Sistem komputasi awan biasanya dirancang untuk melacak semua sumber daya sistem dengan cermat. Ini, pada gilirannya, memungkinkan penyedia untuk membebankan biaya pelanggan sebanding dengan penggunaan jaringan, penyimpanan, dan pemrosesan mereka. Beberapa pelanggan lebih menyukai pendekatan penagihan terukur ini untuk menghemat uang, sementara yang lain lebih memilih langganan tarif tetap untuk memastikan biaya bulanan atau tahunan yang dapat diprediksi.

Menggunakan lingkungan komputasi awan biasanya mengharuskan Anda mengirim data melalui internet dan menyimpannya di sistem yang dikelola vendor. Risiko privasi dan keamanan yang terkait dengan model ini harus mempertimbangkan manfaat serta alternatifnya.

Intinya Bagi Konsumen

Rata-rata konsumen non-TI mendapat manfaat dari teknologi SaaS/PaaS/IaaS karena biaya yang lebih rendah, waktu penerapan yang lebih cepat, dan peningkatan fleksibilitas yang ditawarkan oleh solusi ini. Meskipun beberapa orang lebih suka memiliki lisensi untuk perangkat lunak yang tidak berubah, yang lain puas untuk merangkul perangkat lunak berbasis langganan yang memerlukan konektivitas internet.

FAQ

    Apa itu komputasi awan secara sederhana?

    Komputasi awan menawarkan penyimpanan, server, basis data, jaringan, dan perangkat lunak sesuai permintaan yang aman yang dapat diakses melalui internet (cloud).

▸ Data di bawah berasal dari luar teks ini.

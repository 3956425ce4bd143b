use chrono::NaiveDateTime;
use serde::{Deserialize, Serialize};
use sqlx::FromRow;
use utoipa::ToSchema;
use validator::Validate;

#[derive(Debug, Clone, Serialize, Deserialize, FromRow, ToSchema)]
pub struct Teacher {
    pub id: i64,
    pub user_id: i64,
    pub first_name: String,
    pub last_name: String,
    pub contact: Option<String>,
    pub status: Option<String>,
    pub specialization: Option<String>,
    pub created_at: NaiveDateTime,
    pub updated_at: NaiveDateTime,
}

/// One teaching assignment: a class plus the subjects taught in it.
#[derive(Debug, Deserialize, ToSchema)]
pub struct TeacherAssignmentDto {
    pub class_id: i64,
    pub subject_ids: Vec<i64>,
}

#[derive(Debug, Deserialize, Validate, ToSchema)]
pub struct CreateTeacherDto {
    #[validate(length(min = 1))]
    pub first_name: String,
    #[validate(length(min = 1))]
    pub last_name: String,
    #[validate(email)]
    pub email: String,
    pub contact: Option<String>,
    pub status: Option<String>,
    pub specialization: Option<String>,
    /// Class this teacher becomes the class teacher of, if any.
    pub class_teacher_for: Option<i64>,
    pub assignments: Option<Vec<TeacherAssignmentDto>>,
}

/// Full-replace update of the teacher profile. The linked user account is
/// not touched here.
#[derive(Debug, Deserialize, Validate, ToSchema)]
pub struct UpdateTeacherDto {
    #[validate(length(min = 1))]
    pub first_name: String,
    #[validate(length(min = 1))]
    pub last_name: String,
    pub contact: Option<String>,
    pub status: Option<String>,
    pub specialization: Option<String>,
}

#[derive(Debug, Serialize, ToSchema)]
pub struct TeacherProfile {
    pub id: i64,
    pub name: String,
    pub email: String,
}

/// Response of the compound create operation. `plain_password` is returned
/// exactly once; only its hash is stored.
#[derive(Debug, Serialize, ToSchema)]
pub struct CreateTeacherResponse {
    pub teacher: TeacherProfile,
    pub plain_password: String,
}

/// Listing shape: the profile joined with its account email plus the
/// distinct subject and class names the teacher is assigned to.
#[derive(Debug, Serialize, ToSchema)]
pub struct TeacherSummary {
    pub id: i64,
    pub name: String,
    pub email: String,
    pub contact: Option<String>,
    pub status: Option<String>,
    pub specialization: Option<String>,
    pub subjects: Vec<String>,
    pub classes: Vec<String>,
}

Awan yang berbeda berfungsi sebagai repositori pusat untuk beberapa atau semua layanan ini. Mereka dapat dijangkau oleh bisnis dan pengguna resmi dengan koneksi internet.

    Apa itu komputasi awan elastis?

    Salah satu keunggulan komputasi awan adalah perusahaan hanya membayar sesuai kebutuhan. Awan elastis menyediakan tingkat layanan yang bervariasi berdasarkan perubahan kebutuhan kliennya. Pendekatan bayar sesuai pemakaian ini membuat komputasi awan terjangkau untuk semua klien, berapa pun ukurannya.

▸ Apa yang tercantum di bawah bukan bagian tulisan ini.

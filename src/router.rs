use crate::docs::ApiDoc;
use crate::logging::logging_middleware;
use crate::middleware::auth::require_auth;
use crate::modules::assignments::router::init_assignments_router;
use crate::modules::auth::router::init_auth_router;
use crate::modules::classes::router::init_classes_router;
use crate::modules::results::router::init_results_router;
use crate::modules::students::router::init_students_router;
use crate::modules::subjects::router::init_subjects_router;
use crate::modules::teachers::router::init_teachers_router;
use crate::modules::users::router::init_users_router;
use crate::modules::years::router::init_years_router;
use crate::state::AppState;
use axum::http::{HeaderValue, Method};
use axum::{Router, middleware};
use tower_http::cors::CorsLayer;
use utoipa::OpenApi;
use utoipa_scalar::{Scalar, Servable as _};

pub fn init_router(state: AppState) -> Router {
    Router::new()
        .merge(Scalar::with_url("/scalar", ApiDoc::openapi()))
        .nest(
            "/api",
            Router::new()
                .nest("/auth", init_auth_router())
                .nest(
                    "/users",
                    init_users_router()
                        .route_layer(middleware::from_fn_with_state(state.clone(), require_auth)),
                )
                .nest(
                    "/students",
                    init_students_router()
                        .route_layer(middleware::from_fn_with_state(state.clone(), require_auth)),
                )
                .nest(
                    "/classes",
                    init_classes_router()
                        .route_layer(middleware::from_fn_with_state(state.clone(), require_auth)),
                )
                .nest(
                    "/subjects",
                    init_subjects_router()
                        .route_layer(middleware::from_fn_with_state(state.clone(), require_auth)),
                )
                .nest(
                    "/teachers",
                    init_teachers_router()
                        .route_layer(middleware::from_fn_with_state(state.clone(), require_auth)),
                )
                .nest(
                    "/results",
                    init_results_router()
                        .route_layer(middleware::from_fn_with_state(state.clone(), require_auth)),
                )
                .nest(
                    "/years",
                    init_years_router()
                        .route_layer(middleware::from_fn_with_state(state.clone(), require_auth)),
                )
                .nest(
                    "/assignments",
                    init_assignments_router()
                        .route_layer(middleware::from_fn_with_state(state.clone(), require_auth)),
                ),
        )
        .with_state(state.clone())
        .layer({
            let allowed_origins: Vec<HeaderValue> = state
                .cors_config
                .allowed_origins
                .iter()
                .filter_map(|origin| origin.parse().ok())
                .collect();

            CorsLayer::new()
                .allow_origin(allowed_origins)
                .allow_methods([
                    Method::GET,
                    Method::POST,
                    Method::PUT,
                    Method::PATCH,
                    Method::DELETE,
                    Method::OPTIONS,
                ])
                .allow_headers([
                    axum::http::header::AUTHORIZATION,
                    axum::http::header::CONTENT_TYPE,
                    axum::http::header::ACCEPT,
                ])
                .allow_credentials(true)
        })
        .layer(middleware::from_fn(logging_middleware))
}
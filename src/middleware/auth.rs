use axum::{
    extract::{FromRequestParts, Request, State},
    http::{header, request::Parts},
    middleware::Next,
    response::Response,
};

use crate::modules::auth::model::Claims;
use crate::state::AppState;
use crate::utils::errors::AppError;
use crate::utils::jwt::verify_token;

/// Extractor that validates the bearer token and provides the authenticated
/// account's claims.
#[derive(Debug, Clone)]
pub struct AuthUser(pub Claims);

impl AuthUser {
    /// The account id carried in the token's subject.
    pub fn user_id(&self) -> Result<i64, AppError> {
        self.0
            .sub
            .parse::<i64>()
            .map_err(|_| AppError::unauthorized(anyhow::anyhow!("Invalid user ID in token")))
    }

    pub fn email(&self) -> &str {
        &self.0.email
    }
}

impl FromRequestParts<AppState> for AuthUser {
    type Rejection = AppError;

    async fn from_request_parts(
        parts: &mut Parts,
        state: &AppState,
    ) -> Result<Self, Self::Rejection> {
        let auth_header = parts
            .headers
            .get(header::AUTHORIZATION)
            .and_then(|value| value.to_str().ok())
            .ok_or_else(|| {
                AppError::unauthorized(anyhow::anyhow!("Missing authorization header"))
            })?;

        let token = auth_header.strip_prefix("Bearer ").ok_or_else(|| {
            AppError::unauthorized(anyhow::anyhow!("Invalid authorization header format"))
        })?;

        let claims = verify_token(token, &state.jwt_config)?;

        Ok(AuthUser(claims))
    }
}

/// Middleware guarding the entity routes: requests without a valid bearer
/// token are rejected before reaching any handler.
pub async fn require_auth(
    State(state): State<AppState>,
    req: Request,
    next: Next,
) -> Result<Response, AppError> {
    let (mut parts, body) = req.into_parts();

    let auth_user = AuthUser::from_request_parts(&mut parts, &state).await?;

    let mut req = Request::from_parts(parts, body);
    req.extensions_mut().insert(auth_user);

    Ok(next.run(req).await)
}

    Bagaimana Anda menggunakan komputasi awan dalam kehidupan sehari-hari?

    Saat Anda melakukan streaming film atau menghadiri rapat Zoom, Anda menggunakan komputasi awan. Jika Anda menggunakan aplikasi Apple di iCloud atau mencadangkan data Anda secara online, Anda menggunakan komputasi awan. Game online, streaming musik, penyimpanan foto online, program email berbasis browser, dan perangkat lunak pengeditan online semuanya dimungkinkan oleh komputasi awan.

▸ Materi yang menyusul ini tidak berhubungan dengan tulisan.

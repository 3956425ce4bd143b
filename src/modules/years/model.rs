use chrono::NaiveDateTime;
use serde::{Deserialize, Serialize};
use sqlx::FromRow;
use utoipa::ToSchema;
use validator::Validate;

/// An academic year such as "2025/2026". At most one year may be flagged
/// active at a time; the database enforces this with a partial unique index.
#[derive(Debug, Clone, Serialize, Deserialize, FromRow, ToSchema)]
pub struct AcademicYear {
    pub id: i64,
    pub name: String,
    pub is_active: bool,
    pub created_at: NaiveDateTime,
    pub updated_at: NaiveDateTime,
}

#[derive(Debug, Deserialize, Validate, ToSchema)]
pub struct CreateYearDto {
    #[validate(length(min = 1, message = "Name cannot be empty"))]
    pub name: String,
    #[serde(default)]
    pub is_active: bool,
}

#[derive(Debug, Deserialize, Validate, ToSchema)]
pub struct UpdateYearDto {
    #[validate(length(min = 1, message = "Name cannot be empty"))]
    pub name: String,
    pub is_active: bool,
}
use axum::{Router, routing::get, routing::post};

use crate::state::AppState;

use super::controller::{
    create_subject, delete_subject, get_subject, get_subjects, update_subject,
};

pub fn init_subjects_router() -> Router<AppState> {
    Router::new()
        .route("/", post(create_subject).get(get_subjects))
        .route(
            "/{id}",
            get(get_subject).put(update_subject).delete(delete_subject),
        )
}
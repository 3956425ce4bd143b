pub mod cors;
pub mod database;
pub mod jwt;
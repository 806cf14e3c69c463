use serde::{Deserialize, Serialize};
use std::time::Duration;

/// Market feed configuration.
#[derive(Debug, Clone, PartialEq, Serialize, Deserialize)]
pub struct FeedConfig {
    /// Quote currency for all prices (e.g., "usd")
    pub vs_currency: String,

    /// How many instruments to request, ranked by market cap
    pub per_page: u32,

    /// Seconds between scheduled refreshes
    pub refresh_interval_secs: u64,
}

impl FeedConfig {
    #[must_use]
    pub fn refresh_interval(&self) -> Duration {
        Duration::from_secs(self.refresh_interval_secs)
    }
}

impl Default for FeedConfig {
    fn default() -> Self {
        Self {
            vs_currency: "usd".to_string(),
            per_page: 100,
            refresh_interval_secs: 60,
        }
    }
}
use serde::{Deserialize, Serialize};

/// Aggregate view of the whole portfolio, recomputed on demand from the
/// current positions. All monetary values are in the feed's quote currency.
#[derive(Debug, Clone, PartialEq, Serialize, Deserialize)]
pub struct PortfolioSummary {
    /// Sum of position total values
    pub total_value: f64,

    /// Sum of position cost bases (amount × average price)
    pub total_invested: f64,

    /// Sum of position profit/losses
    pub total_profit_loss: f64,

    /// total_profit_loss / total_invested × 100; defined as 0 when nothing
    /// is invested, to avoid a NaN leaking into dashboards
    pub total_return_percentage: f64,

    /// Number of open positions
    pub position_count: usize,
}

impl Default for PortfolioSummary {
    fn default() -> Self {
        Self {
            total_value: 0.0,
            total_invested: 0.0,
            total_profit_loss: 0.0,
            total_return_percentage: 0.0,
            position_count: 0,
        }
    }
}
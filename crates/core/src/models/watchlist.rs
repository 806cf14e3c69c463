use serde::{Deserialize, Serialize};
use std::collections::HashSet;

/// The set of instrument ids the user wants to track.
///
/// Set semantics with O(1) membership, but insertion order is preserved so
/// the list renders in the order items were added. Serializes as a plain
/// JSON array of ids; duplicates in stored data are dropped on load.
#[derive(Debug, Clone, Default, Serialize, Deserialize)]
#[serde(from = "Vec<String>", into = "Vec<String>")]
pub struct Watchlist {
    ids: Vec<String>,
    index: HashSet<String>,
}

impl Watchlist {
    #[must_use]
    pub fn new() -> Self {
        Self::default()
    }

    /// Insert an id. Returns `false` (and changes nothing) if already present.
    pub fn insert(&mut self, id: impl Into<String>) -> bool {
        let id = id.into();
        if self.index.contains(&id) {
            return false;
        }
        self.index.insert(id.clone());
        self.ids.push(id);
        true
    }

    /// Remove an id. Returns `false` (and changes nothing) if absent.
    pub fn remove(&mut self, id: &str) -> bool {
        if !self.index.remove(id) {
            return false;
        }
        self.ids.retain(|existing| existing != id);
        true
    }

    #[must_use]
    pub fn contains(&self, id: &str) -> bool {
        self.index.contains(id)
    }

    #[must_use]
    pub fn len(&self) -> usize {
        self.ids.len()
    }

    #[must_use]
    pub fn is_empty(&self) -> bool {
        self.ids.is_empty()
    }

    /// Ids in insertion order.
    pub fn iter(&self) -> impl Iterator<Item = &str> {
        self.ids.iter().map(String::as_str)
    }
}

impl From<Vec<String>> for Watchlist {
    fn from(ids: Vec<String>) -> Self {
        let mut watchlist = Watchlist::new();
        for id in ids {
            watchlist.insert(id);
        }
        watchlist
    }
}

impl From<Watchlist> for Vec<String> {
    fn from(watchlist: Watchlist) -> Self {
        watchlist.ids
    }
}
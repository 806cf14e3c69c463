use crate::errors::CoreError;
use crate::models::instrument::{Instrument, Snapshot};
use crate::models::position::Position;
use crate::models::summary::PortfolioSummary;

/// Record of a simulated sell, returned for display only.
///
/// Sells do not reduce stored holdings in this design: the operation is
/// validated and acknowledged, but the position keeps its amount and cost
/// basis. Partial reduction and realized P/L tracking are a product
/// decision that hasn't been made yet.
#[derive(Debug, Clone, PartialEq)]
pub struct SellNotice {
    pub instrument_id: String,
    pub symbol: String,
    pub amount: f64,
    /// Proceeds at the position's last known price
    pub estimated_proceeds: f64,
}

/// Manages the simulated position collection and its derived valuation.
///
/// Pure business logic — no I/O. The caller owns the `Vec<Position>` and
/// persists it after each successful mutation.
pub struct PortfolioService;

impl PortfolioService {
    #[must_use]
    pub fn new() -> Self {
        Self
    }

    /// Record a buy. Merges into an existing position for the same
    /// instrument using weighted-average cost basis, or opens a new one.
    ///
    /// Rejects non-positive (or non-finite) amount/price with a validation
    /// error and no state change.
    pub fn buy(
        &self,
        positions: &mut Vec<Position>,
        instrument: &Instrument,
        amount: f64,
        price: f64,
    ) -> Result<(), CoreError> {
        if !amount.is_finite() || amount <= 0.0 {
            return Err(CoreError::Validation(
                "Buy amount must be a positive number".into(),
            ));
        }
        if !price.is_finite() || price <= 0.0 {
            return Err(CoreError::Validation(
                "Buy price must be a positive number".into(),
            ));
        }

        match positions.iter_mut().find(|p| p.id == instrument.id) {
            Some(position) => {
                position.merge_buy(amount, price);
                // The merge revalues against the position's cached price;
                // pick up the instrument's latest quote as well.
                position.revalue(instrument.current_price);
            }
            None => positions.push(Position::open(instrument, amount, price)),
        }

        Ok(())
    }

    /// Validate and acknowledge a simulated sell. Holdings are not mutated.
    pub fn sell(
        &self,
        positions: &[Position],
        instrument_id: &str,
        amount: f64,
    ) -> Result<SellNotice, CoreError> {
        if !amount.is_finite() || amount <= 0.0 {
            return Err(CoreError::Validation(
                "Sell amount must be a positive number".into(),
            ));
        }

        let position = positions
            .iter()
            .find(|p| p.id == instrument_id)
            .ok_or_else(|| CoreError::NotFound(format!("No position for {instrument_id}")))?;

        if amount > position.amount {
            return Err(CoreError::Validation(format!(
                "Cannot sell {} {} — only {} held",
                amount, position.symbol, position.amount
            )));
        }

        Ok(SellNotice {
            instrument_id: position.id.clone(),
            symbol: position.symbol.clone(),
            amount,
            estimated_proceeds: amount * position.current_price,
        })
    }

    /// Delete a position entirely. Returns `false` if none existed
    /// (idempotent — deleting twice is a no-op, not an error).
    pub fn remove(&self, positions: &mut Vec<Position>, instrument_id: &str) -> bool {
        let before = positions.len();
        positions.retain(|p| p.id != instrument_id);
        positions.len() != before
    }

    /// Recompute derived fields for every position from a snapshot.
    ///
    /// Positions whose instrument is missing from the snapshot keep their
    /// previous derived values (stale, corrected by a later refresh).
    /// Idempotent: revaluing twice against the same snapshot yields
    /// identical values.
    pub fn revalue(&self, positions: &mut [Position], snapshot: &Snapshot) {
        for position in positions.iter_mut() {
            if let Some(instrument) = snapshot.get(&position.id) {
                position.revalue(instrument.current_price);
            }
        }
    }

    /// Aggregate totals across all positions.
    #[must_use]
    pub fn summary(&self, positions: &[Position]) -> PortfolioSummary {
        let total_value: f64 = positions.iter().map(|p| p.total_value).sum();
        let total_invested: f64 = positions.iter().map(Position::invested).sum();
        let total_profit_loss: f64 = positions.iter().map(|p| p.profit_loss).sum();

        // Guard against 0/0 → NaN when nothing is invested yet.
        let total_return_percentage = if total_invested > 0.0 {
            total_profit_loss / total_invested * 100.0
        } else {
            0.0
        };

        PortfolioSummary {
            total_value,
            total_invested,
            total_profit_loss,
            total_return_percentage,
            position_count: positions.len(),
        }
    }
}

impl Default for PortfolioService {
    fn default() -> Self {
        Self::new()
    }
}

    Apa itu komputasi awan Azure?

    Azure adalah layanan komputasi awan yang dikembangkan dan dimiliki oleh Microsoft. Seperti layanan cloud lainnya, perusahaan hanya membayar untuk apa yang mereka gunakan dan dapat memilih dari berbagai opsi akun. Azure menawarkan akun uji coba gratis selama 30 hari sehingga calon klien dapat mencoba layanannya dan bereksperimen dengan cloud.